Writing in Nature's digital medicine journal, physicians at Johns Hopkins outlined a potential answer to this problem. Their proposal seeks to improve on the patchwork of standards and validation initiatives underway at groups including Xcertia and NODE.Health by using a transparent process to identify effective products that integrate into particular healthcare scenarios.
The proposed Digital Health Scorecard would evaluate digital health products across four domains: technical, clinical, usability and cost. In doing so, the physicians foresee the scorecard could show how a new product compares to the current gold standard, assess its effect on clinical outcomes and elucidate the time and resources providers will need to spend to buy and adopt the device.

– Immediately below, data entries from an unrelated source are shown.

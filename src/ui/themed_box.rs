//! Theme panel: reads and toggles the shared theme

use super::components::button_row;
use super::theme::Palette;
use crate::state::{Panel, ThemeStore};
use ratatui::{layout::Rect, text::Line, widgets::Paragraph, Frame};

pub fn draw(frame: &mut Frame, area: Rect, theme: &ThemeStore, is_focused: bool, palette: &Palette) {
    let lines = vec![
        Line::styled(format!("Current theme: {}", theme.mode()), palette.title()),
        Line::default(),
        button_row(&[("Toggle theme", is_focused)], palette),
    ];

    let block = palette.panel_block(Panel::ThemedBox.title(), is_focused);
    frame.render_widget(Paragraph::new(lines).block(block), area);
}
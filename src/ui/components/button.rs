//! Inline button component

use crate::ui::theme::Palette;
use ratatui::{
    style::Modifier,
    text::{Line, Span},
};

/// Render a button label as an inline span
pub fn button_span(label: &str, is_selected: bool, palette: &Palette) -> Span<'static> {
    let style = if is_selected {
        palette.accent().add_modifier(Modifier::BOLD)
    } else {
        palette.muted()
    };

    Span::styled(format!("[ {label} ]"), style)
}

/// Lay out several buttons on one line, separated by a space
pub fn button_row(buttons: &[(&str, bool)], palette: &Palette) -> Line<'static> {
    let mut spans = Vec::with_capacity(buttons.len() * 2);
    for (idx, (label, is_selected)) in buttons.iter().enumerate() {
        if idx > 0 {
            spans.push(Span::raw(" "));
        }
        spans.push(button_span(label, *is_selected, palette));
    }
    Line::from(spans)
}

But the physicians acknowledge there are multiple challenges to realizing the goal. The questions prioritized by the scorecard may differ from those that other stakeholders want answered, and someone will need to pay for the initiative, even if it starts small.
"A Digital Health Scorecard would likely fail in the current landscape if applied universally. Initially, a pragmatic approach could be applied to select products, such as those relevant to high burden or high-cost conditions, already popular with patients or providers, or with peer-reviewed studies to demonstrate validation, efficacy or both," the authors wrote.
The physicians see two potentially complementary ways the scorecard could get off the ground. One option is for regulators to move it forward in collaboration with clinical partners. The other option is for a hospital system or healthcare provider to develop and adopt a scorecard.
But the physicians say the ideal outcome is a combination of these two options. Such an outcome would include major hospital systems partnering with FDA to lead development of a scorecard, resulting in a system that has the input of regulators and can be applied across a healthcare system with enough patients to influence product development.